## WHAT YOU ARE ASKED TO DO:
Throughout the entries below, report every line where "check" is found.

## MATERIAL SUPPLIED:
:::::

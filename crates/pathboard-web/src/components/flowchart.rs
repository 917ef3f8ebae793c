//! Flowchart canvas component
//!
//! SVG renderer over the core scene builder. The learner view is
//! read-only over layout: nodes are not draggable and edges are not
//! editable, the only node interactions are click-to-open-detail and the
//! external-link glyph. Pan and wheel zoom move the viewBox only.

use crate::components::toast::use_toast;
use crate::utils::export;
use leptos::prelude::*;
use pathboard_core::scene::{FlowScene, NODE_HEIGHT, NODE_WIDTH};
use pathboard_core::view_state::NodeClick;

const SVG_DOM_ID: &str = "flowchart-svg";

const MIN_ZOOM: f64 = 0.25;
const MAX_ZOOM: f64 = 4.0;

/// Active backdrop drag: pointer origin and the pan at drag start
#[derive(Clone, Copy, Default)]
struct PanDrag {
    start_x: f64,
    start_y: f64,
    pan_start_x: f64,
    pan_start_y: f64,
}

fn icon_glyph(icon: &str) -> &'static str {
    match icon {
        "check-circle" => "✓",
        "zap" => "⚡",
        _ => "○",
    }
}

/// Interactive flowchart canvas with fullscreen and PNG export
#[component]
pub fn FlowchartCanvas(
    scene: Signal<FlowScene>,
    /// The "N nodes • M connections" header line
    summary: Signal<String>,
    fullscreen: Signal<bool>,
    on_node_click: Callback<(String, NodeClick)>,
    on_toggle_fullscreen: Callback<()>,
    /// Base name for the exported PNG
    export_name: String,
) -> impl IntoView {
    let toast = use_toast();
    let zoom = RwSignal::new(1.0f64);
    let pan = RwSignal::new((0.0f64, 0.0f64));
    let drag = RwSignal::new(None::<PanDrag>);

    // Entering or leaving fullscreen re-fits the framing
    Effect::new(move |_| {
        fullscreen.track();
        zoom.set(1.0);
        pan.set((0.0, 0.0));
    });

    let view_box = move || {
        let bounds = scene.get().fit_bounds();
        let (pan_x, pan_y) = pan.get();
        let k = zoom.get();
        format!(
            "{} {} {} {}",
            bounds.min_x - pan_x,
            bounds.min_y - pan_y,
            bounds.width / k,
            bounds.height / k,
        )
    };

    let on_wheel = move |ev: leptos::ev::WheelEvent| {
        ev.prevent_default();
        let factor = if ev.delta_y() > 0.0 { 0.9 } else { 1.1 };
        zoom.update(|k| *k = (*k * factor).clamp(MIN_ZOOM, MAX_ZOOM));
    };

    let on_pointer_down = move |ev: leptos::ev::PointerEvent| {
        let (pan_x, pan_y) = pan.get();
        drag.set(Some(PanDrag {
            start_x: ev.client_x() as f64,
            start_y: ev.client_y() as f64,
            pan_start_x: pan_x,
            pan_start_y: pan_y,
        }));
    };

    let on_pointer_move = move |ev: leptos::ev::PointerEvent| {
        if let Some(d) = drag.get() {
            // Screen-pixel delta is close enough to viewBox units here
            let k = zoom.get();
            pan.set((
                d.pan_start_x + (ev.client_x() as f64 - d.start_x) / k,
                d.pan_start_y + (ev.client_y() as f64 - d.start_y) / k,
            ));
        }
    };

    let on_pointer_up = move |_| drag.set(None);

    let export_click = move |_| {
        let filename = format!("{}-flowchart", export_name);
        if let Err(err) = export::export_svg_as_png(SVG_DOM_ID, &filename) {
            // Export is best-effort, never a crash
            leptos::logging::warn!("flowchart export failed: {:?}", err);
            toast.warning("Could not export flowchart image".to_string());
        }
    };

    view! {
        <div class=move || {
            if fullscreen.get() { "flowchart-wrap flowchart-fullscreen" } else { "flowchart-wrap" }
        }>
            <div class="flowchart-toolbar">
                <span class="flowchart-summary">{move || summary.get()}</span>
                <div class="flowchart-actions">
                    <button class="btn btn-icon" on:click=export_click title="Export as PNG">
                        "⤓ PNG"
                    </button>
                    <button
                        class="btn btn-icon"
                        on:click=move |_| on_toggle_fullscreen.run(())
                        title="Toggle fullscreen"
                    >
                        {move || if fullscreen.get() { "✕ Exit" } else { "⛶ Fullscreen" }}
                    </button>
                </div>
            </div>

            <svg
                id=SVG_DOM_ID
                class="flowchart-canvas"
                viewBox=view_box
                xmlns="http://www.w3.org/2000/svg"
                on:wheel=on_wheel
                on:pointerdown=on_pointer_down
                on:pointermove=on_pointer_move
                on:pointerup=on_pointer_up
                on:pointerleave=on_pointer_up
            >
                <defs>
                    <marker
                        id="flow-arrow"
                        viewBox="0 0 10 10"
                        refX="9"
                        refY="5"
                        markerWidth="7"
                        markerHeight="7"
                        orient="auto-start-reverse"
                    >
                        <path d="M 0 0 L 10 5 L 0 10 z" fill="#90a4ae"></path>
                    </marker>
                </defs>

                <g class="flow-edges">
                    {move || {
                        scene
                            .get()
                            .edges
                            .iter()
                            .map(|edge| {
                                view! {
                                    <line
                                        class="flow-edge"
                                        x1=edge.from.x
                                        y1=edge.from.y
                                        x2=edge.to.x
                                        y2=edge.to.y
                                        stroke="#90a4ae"
                                        stroke-width="1.5"
                                        marker-end="url(#flow-arrow)"
                                    ></line>
                                }
                            })
                            .collect_view()
                    }}
                </g>

                <g class="flow-nodes">
                    {move || {
                        scene
                            .get()
                            .nodes
                            .iter()
                            .map(|node| {
                                let body_id = node.id.clone();
                                let glyph_id = node.id.clone();
                                let bar_width = NODE_WIDTH * (node.completion as f64) / 100.0;
                                view! {
                                    <g
                                        class="flow-node"
                                        transform=format!(
                                            "translate({},{})",
                                            node.position.x,
                                            node.position.y,
                                        )
                                        on:pointerdown=move |e| e.stop_propagation()
                                        on:click=move |_| {
                                            on_node_click.run((body_id.clone(), NodeClick::Body));
                                        }
                                    >
                                        <rect
                                            width=NODE_WIDTH
                                            height=NODE_HEIGHT
                                            rx="10"
                                            fill=node.style.background
                                            stroke=node.style.border
                                            stroke-width={if node.completed { "3" } else { "1.5" }}
                                        ></rect>
                                        <circle cx="0" cy="0" r="12" fill=node.style.border></circle>
                                        <text
                                            x="0"
                                            y="4"
                                            text-anchor="middle"
                                            class="node-ordinal"
                                            fill="#ffffff"
                                        >
                                            {node.ordinal.clone()}
                                        </text>
                                        <text
                                            x="14"
                                            y="26"
                                            class="node-label"
                                            fill=node.style.text
                                        >
                                            {node.label.clone()}
                                        </text>
                                        <text x="14" y="48" class="node-status" fill=node.style.text>
                                            {format!(
                                                "{} {}",
                                                icon_glyph(node.icon),
                                                node.status_label,
                                            )}
                                        </text>
                                        <rect
                                            x="0"
                                            y={NODE_HEIGHT - 5.0}
                                            width=bar_width
                                            height="5"
                                            rx="2"
                                            fill=node.style.border
                                        ></rect>
                                        {node
                                            .completed
                                            .then(|| {
                                                view! {
                                                    <text
                                                        x={NODE_WIDTH - 18.0}
                                                        y="22"
                                                        class="node-completed-check"
                                                        fill=node.style.border
                                                    >
                                                        "✔"
                                                    </text>
                                                }
                                            })}
                                        {node
                                            .has_redirect
                                            .then(|| {
                                                view! {
                                                    <g
                                                        class="node-redirect"
                                                        on:click=move |e| {
                                                            // Independent affordance: must not also
                                                            // open the detail panel
                                                            e.stop_propagation();
                                                            on_node_click
                                                                .run((
                                                                    glyph_id.clone(),
                                                                    NodeClick::RedirectGlyph,
                                                                ));
                                                        }
                                                    >
                                                        <rect
                                                            x={NODE_WIDTH - 26.0}
                                                            y={NODE_HEIGHT - 30.0}
                                                            width="20"
                                                            height="20"
                                                            rx="4"
                                                            fill="#ffffff"
                                                            stroke="#90a4ae"
                                                        ></rect>
                                                        <text
                                                            x={NODE_WIDTH - 16.0}
                                                            y={NODE_HEIGHT - 15.0}
                                                            text-anchor="middle"
                                                            class="node-redirect-glyph"
                                                        >
                                                            "↗"
                                                        </text>
                                                    </g>
                                                }
                                            })}
                                    </g>
                                }
                            })
                            .collect_view()
                    }}
                </g>
            </svg>
        </div>
    }
}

:::::

## SOLUTION FOR THIS PROBLEM:
        "check-circle" => "✓",
                                                        class="node-completed-check"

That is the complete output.